= AVAILABLE DATA =
use std::{
    collections::BTreeMap,
    fmt,
    sync::{Arc, RwLock},
};

use serde::{de::DeserializeOwned, Serialize};
use tracing::{debug, warn};

use crate::CoreError;

/// Prefix shared by every key this system writes.
pub const NAMESPACE: &str = "impulse_stopper_";

/// Raw string-keyed persistence medium.
///
/// Backends only move opaque JSON text; typing and fallback-to-default live
/// in [`Store`].
pub trait KeyValueStore: Send + Sync {
    fn read(&self, key: &str) -> Result<Option<String>, CoreError>;
    fn write(&self, key: &str, value: &str) -> Result<(), CoreError>;
    fn remove(&self, key: &str) -> Result<(), CoreError>;
    fn keys(&self) -> Result<Vec<String>, CoreError>;
}

/// The three independently persisted collections.
#[derive(Debug, Clone, Copy, PartialEq, Eq, Hash)]
pub enum StoreKey {
    Expenses,
    Timers,
    Settings,
}

impl StoreKey {
    pub fn as_str(self) -> &'static str {
        match self {
            StoreKey::Expenses => "impulse_stopper_expenses",
            StoreKey::Timers => "impulse_stopper_timers",
            StoreKey::Settings => "impulse_stopper_settings",
        }
    }
}

impl fmt::Display for StoreKey {
    fn fmt(&self, f: &mut fmt::Formatter<'_>) -> fmt::Result {
        f.write_str(self.as_str())
    }
}

/// Typed handle over a [`KeyValueStore`], shared by every repository.
#[derive(Clone)]
pub struct Store {
    backend: Arc<dyn KeyValueStore>,
}

impl Store {
    pub fn new(backend: Arc<dyn KeyValueStore>) -> Self {
        Self { backend }
    }

    pub fn in_memory() -> Self {
        Self::new(Arc::new(MemoryStore::default()))
    }

    /// Reads and decodes `key`, falling back to `T::default()` when the key
    /// is absent, unreadable or malformed.
    pub fn get<T>(&self, key: StoreKey) -> T
    where
        T: DeserializeOwned + Default,
    {
        let raw = match self.backend.read(key.as_str()) {
            Ok(Some(raw)) => raw,
            Ok(None) => {
                debug!(%key, "key absent, using default");
                return T::default();
            }
            Err(err) => {
                warn!(%key, error = %err, "failed to read key, using default");
                return T::default();
            }
        };
        match serde_json::from_str(&raw) {
            Ok(value) => value,
            Err(err) => {
                warn!(%key, error = %err, "malformed persisted value, using default");
                T::default()
            }
        }
    }

    /// Serializes `value` and replaces whatever `key` held before.
    pub fn set<T>(&self, key: StoreKey, value: &T) -> Result<(), CoreError>
    where
        T: Serialize + ?Sized,
    {
        let json = serde_json::to_string(value).map_err(|err| CoreError::Serde(err.to_string()))?;
        self.backend.write(key.as_str(), &json)
    }

    /// Erases every key in [`NAMESPACE`], returning how many were removed.
    pub fn clear(&self) -> Result<usize, CoreError> {
        let mut removed = 0;
        for key in self.backend.keys()? {
            if key.starts_with(NAMESPACE) {
                self.backend.remove(&key)?;
                removed += 1;
            }
        }
        debug!(removed, "cleared store namespace");
        Ok(removed)
    }
}

/// Volatile backend used by tests and throwaway sessions.
#[derive(Debug, Default)]
pub struct MemoryStore {
    entries: RwLock<BTreeMap<String, String>>,
}

impl MemoryStore {
    pub fn new() -> Self {
        Self::default()
    }
}

fn poisoned() -> CoreError {
    CoreError::Storage("memory store lock poisoned".into())
}

impl KeyValueStore for MemoryStore {
    fn read(&self, key: &str) -> Result<Option<String>, CoreError> {
        let entries = self.entries.read().map_err(|_| poisoned())?;
        Ok(entries.get(key).cloned())
    }

    fn write(&self, key: &str, value: &str) -> Result<(), CoreError> {
        let mut entries = self.entries.write().map_err(|_| poisoned())?;
        entries.insert(key.to_string(), value.to_string());
        Ok(())
    }

    fn remove(&self, key: &str) -> Result<(), CoreError> {
        let mut entries = self.entries.write().map_err(|_| poisoned())?;
        entries.remove(key);
        Ok(())
    }

    fn keys(&self) -> Result<Vec<String>, CoreError> {
        let entries = self.entries.read().map_err(|_| poisoned())?;
        Ok(entries.keys().cloned().collect())
    }
}
//! Text-to-intent classification.
//!
//! The classifier is a best-effort label source and nothing more: it names
//! the operation a message seems to ask for, while parameters are extracted
//! and validated independently downstream. A wrong label can therefore
//! never move value on its own. All classifier failures degrade to an
//! `Unknown` route upstream instead of surfacing to the user.

use std::time::Duration;

use aho_corasick::{AhoCorasick, MatchKind};
use async_trait::async_trait;
use reqwest::Client;
use secrecy::{ExposeSecret, SecretString};
use serde::{Deserialize, Serialize};

use crate::error::ClassifierError;

const GEMINI_PROVIDER: &str = "gemini";
const GEMINI_BASE: &str = "https://generativelanguage.googleapis.com/v1beta/models";

/// Confidence reported for a model-produced label.
const MODEL_CONFIDENCE: f32 = 0.9;
/// Confidence reported for a keyword hit.
const KEYWORD_CONFIDENCE: f32 = 0.7;
/// Confidence when no keyword matched and the message is treated as chat.
const FALLBACK_CONFIDENCE: f32 = 0.3;

/// Closed label vocabulary a classifier may answer with.
#[derive(Debug, Clone, Copy, PartialEq, Eq, Serialize, Deserialize)]
#[serde(rename_all = "snake_case")]
pub enum IntentLabel {
    SendToken,
    SwapToken,
    GenerateWallet,
    QueryBalance,
    QueryMarket,
    Conversational,
}

impl IntentLabel {
    /// Parse a model reply into a label. Tolerant of case, whitespace and
    /// stray punctuation around the label text.
    pub fn parse(text: &str) -> Option<Self> {
        let cleaned: String = text
            .chars()
            .filter(|c| c.is_ascii_alphanumeric() || *c == '_')
            .collect::<String>()
            .to_ascii_lowercase();
        match cleaned.as_str() {
            "send_token" | "sendtoken" => Some(Self::SendToken),
            "swap_token" | "swaptoken" | "token_swap" => Some(Self::SwapToken),
            "generate_wallet" | "generate_account" | "create_wallet" => Some(Self::GenerateWallet),
            "query_balance" | "check_balance" => Some(Self::QueryBalance),
            "query_market" | "price_quote" => Some(Self::QueryMarket),
            "conversational" | "chat" => Some(Self::Conversational),
            _ => None,
        }
    }
}

/// A classifier's answer for one utterance.
#[derive(Debug, Clone, Copy, PartialEq)]
pub struct ClassifierVerdict {
    pub label: IntentLabel,
    pub confidence: f32,
}

/// Source of intent labels for the router.
#[async_trait]
pub trait IntentClassifier: Send + Sync {
    async fn classify(&self, utterance: &str) -> Result<ClassifierVerdict, ClassifierError>;
}

/// Gemini REST classifier.
///
/// Sends the utterance with a fixed instruction to answer with exactly one
/// label token. The HTTP client carries the bounded timeout, so a slow
/// upstream surfaces as `ClassifierError::Timeout` and never hangs a turn.
pub struct GeminiClassifier {
    http: Client,
    endpoint: String,
    api_key: SecretString,
    timeout_secs: u64,
}

impl GeminiClassifier {
    pub fn new(
        model: &str,
        api_key: SecretString,
        timeout: Duration,
    ) -> Result<Self, ClassifierError> {
        let http = Client::builder()
            .timeout(timeout)
            .build()
            .map_err(|e| ClassifierError::Setup {
                provider: GEMINI_PROVIDER.to_string(),
                reason: e.to_string(),
            })?;
        Ok(Self {
            http,
            endpoint: format!("{}/{}:generateContent", GEMINI_BASE, model),
            api_key,
            timeout_secs: timeout.as_secs(),
        })
    }
}

#[async_trait]
impl IntentClassifier for GeminiClassifier {
    async fn classify(&self, utterance: &str) -> Result<ClassifierVerdict, ClassifierError> {
        let body = serde_json::json!({
            "contents": [{"parts": [{"text": build_prompt(utterance)}]}],
            "generationConfig": {"temperature": 0.0, "maxOutputTokens": 16},
        });

        let response = self
            .http
            .post(&self.endpoint)
            .header("x-goog-api-key", self.api_key.expose_secret())
            .json(&body)
            .send()
            .await
            .map_err(|e| {
                if e.is_timeout() {
                    ClassifierError::Timeout {
                        provider: GEMINI_PROVIDER.to_string(),
                        seconds: self.timeout_secs,
                    }
                } else {
                    ClassifierError::RequestFailed {
                        provider: GEMINI_PROVIDER.to_string(),
                        reason: e.to_string(),
                    }
                }
            })?;

        if !response.status().is_success() {
            return Err(ClassifierError::RequestFailed {
                provider: GEMINI_PROVIDER.to_string(),
                reason: format!("HTTP {}", response.status()),
            });
        }

        let payload: serde_json::Value =
            response
                .json()
                .await
                .map_err(|e| ClassifierError::MalformedReply {
                    provider: GEMINI_PROVIDER.to_string(),
                    reason: e.to_string(),
                })?;
        parse_generate_reply(&payload)
    }
}

fn build_prompt(utterance: &str) -> String {
    format!(
        "Classify the user message into exactly one of these labels:\n\
         send_token - transfer tokens to an address\n\
         swap_token - exchange one token for another\n\
         generate_wallet - create a new wallet or account\n\
         query_balance - ask about wallet balances\n\
         query_market - ask about token prices\n\
         conversational - anything else\n\
         Reply with the label only.\n\n\
         Message: {}",
        utterance
    )
}

fn parse_generate_reply(payload: &serde_json::Value) -> Result<ClassifierVerdict, ClassifierError> {
    let text = payload
        .pointer("/candidates/0/content/parts/0/text")
        .and_then(|v| v.as_str())
        .ok_or_else(|| ClassifierError::MalformedReply {
            provider: GEMINI_PROVIDER.to_string(),
            reason: "reply carries no candidate text".to_string(),
        })?;
    let label = IntentLabel::parse(text).ok_or_else(|| ClassifierError::MalformedReply {
        provider: GEMINI_PROVIDER.to_string(),
        reason: format!("unrecognized label {:?}", text.trim()),
    })?;
    Ok(ClassifierVerdict {
        label,
        confidence: MODEL_CONFIDENCE,
    })
}

/// Keyword rules for the offline classifier. Leftmost match in the
/// utterance wins, so "swap my balance to usdt" reads as a swap.
const KEYWORD_RULES: &[(&str, IntentLabel)] = &[
    ("send", IntentLabel::SendToken),
    ("transfer", IntentLabel::SendToken),
    ("pay", IntentLabel::SendToken),
    ("swap", IntentLabel::SwapToken),
    ("exchange", IntentLabel::SwapToken),
    ("trade", IntentLabel::SwapToken),
    ("create a wallet", IntentLabel::GenerateWallet),
    ("create wallet", IntentLabel::GenerateWallet),
    ("new wallet", IntentLabel::GenerateWallet),
    ("create an account", IntentLabel::GenerateWallet),
    ("new account", IntentLabel::GenerateWallet),
    ("generate", IntentLabel::GenerateWallet),
    ("balance", IntentLabel::QueryBalance),
    ("holdings", IntentLabel::QueryBalance),
    ("price", IntentLabel::QueryMarket),
    ("worth", IntentLabel::QueryMarket),
    ("market", IntentLabel::QueryMarket),
];

/// Deterministic keyword classifier.
///
/// Used when no model backend is configured and as the offline path in
/// tests. Messages with no keyword hit are treated as conversation.
pub struct KeywordClassifier {
    matcher: AhoCorasick,
}

impl KeywordClassifier {
    pub fn new() -> Result<Self, ClassifierError> {
        let matcher = AhoCorasick::builder()
            .ascii_case_insensitive(true)
            .match_kind(MatchKind::LeftmostLongest)
            .build(KEYWORD_RULES.iter().map(|(pattern, _)| *pattern))
            .map_err(|e| ClassifierError::Setup {
                provider: "keyword".to_string(),
                reason: e.to_string(),
            })?;
        Ok(Self { matcher })
    }
}

#[async_trait]
impl IntentClassifier for KeywordClassifier {
    async fn classify(&self, utterance: &str) -> Result<ClassifierVerdict, ClassifierError> {
        match self.matcher.find(utterance) {
            Some(hit) => Ok(ClassifierVerdict {
                label: KEYWORD_RULES[hit.pattern().as_usize()].1,
                confidence: KEYWORD_CONFIDENCE,
            }),
            None => Ok(ClassifierVerdict {
                label: IntentLabel::Conversational,
                confidence: FALLBACK_CONFIDENCE,
            }),
        }
    }
}

#[cfg(test)]
mod tests {
    use super::*;
    use pretty_assertions::assert_eq;

    #[test]
    fn test_label_parse_tolerates_noise() {
        assert_eq!(IntentLabel::parse(" Send_Token\n"), Some(IntentLabel::SendToken));
        assert_eq!(IntentLabel::parse("\"swap token\""), Some(IntentLabel::SwapToken));
        assert_eq!(IntentLabel::parse("QUERY_MARKET."), Some(IntentLabel::QueryMarket));
        assert_eq!(IntentLabel::parse("generate_account"), Some(IntentLabel::GenerateWallet));
        assert_eq!(IntentLabel::parse("order a pizza"), None);
        assert_eq!(IntentLabel::parse(""), None);
    }

    #[tokio::test]
    async fn test_keyword_classifier_labels() {
        let classifier = KeywordClassifier::new().unwrap();
        let cases = [
            ("Send 10 FLR to 0xabc", IntentLabel::SendToken),
            ("please TRANSFER everything", IntentLabel::SendToken),
            ("swap 5 flr for usdt", IntentLabel::SwapToken),
            ("can you exchange flr to wflr", IntentLabel::SwapToken),
            ("create a wallet for me", IntentLabel::GenerateWallet),
            ("I need a new account", IntentLabel::GenerateWallet),
            ("what's my balance?", IntentLabel::QueryBalance),
            ("price of BTC please", IntentLabel::QueryMarket),
            ("what is flare worth", IntentLabel::QueryMarket),
        ];
        for (utterance, expected) in cases {
            let verdict = classifier.classify(utterance).await.unwrap();
            assert_eq!(verdict.label, expected, "utterance {:?}", utterance);
            assert!(verdict.confidence > 0.5);
        }
    }

    #[tokio::test]
    async fn test_keyword_classifier_fallback() {
        let classifier = KeywordClassifier::new().unwrap();
        let verdict = classifier.classify("hello there!").await.unwrap();
        assert_eq!(verdict.label, IntentLabel::Conversational);
        assert!(verdict.confidence < 0.5);
    }

    #[tokio::test]
    async fn test_keyword_classifier_leftmost_wins() {
        let classifier = KeywordClassifier::new().unwrap();
        let verdict = classifier
            .classify("swap my balance into usdt")
            .await
            .unwrap();
        assert_eq!(verdict.label, IntentLabel::SwapToken);
    }

    #[test]
    fn test_parse_generate_reply() {
        let payload = serde_json::json!({
            "candidates": [{
                "content": {"parts": [{"text": "send_token\n"}]}
            }]
        });
        let verdict = parse_generate_reply(&payload).unwrap();
        assert_eq!(verdict.label, IntentLabel::SendToken);
    }

    #[test]
    fn test_parse_generate_reply_missing_text() {
        let payload = serde_json::json!({"candidates": []});
        let err = parse_generate_reply(&payload).unwrap_err();
        assert!(matches!(err, ClassifierError::MalformedReply { .. }));
    }

    #[test]
    fn test_parse_generate_reply_unknown_label() {
        let payload = serde_json::json!({
            "candidates": [{
                "content": {"parts": [{"text": "buy_groceries"}]}
            }]
        });
        let err = parse_generate_reply(&payload).unwrap_err();
        assert!(matches!(err, ClassifierError::MalformedReply { .. }));
    }
}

= ASSIGNED TASK =
Within the listing above, copy each line that has the string "enum".

= ANSWER BOX =
pub enum StoreKey {
pub enum IntentLabel {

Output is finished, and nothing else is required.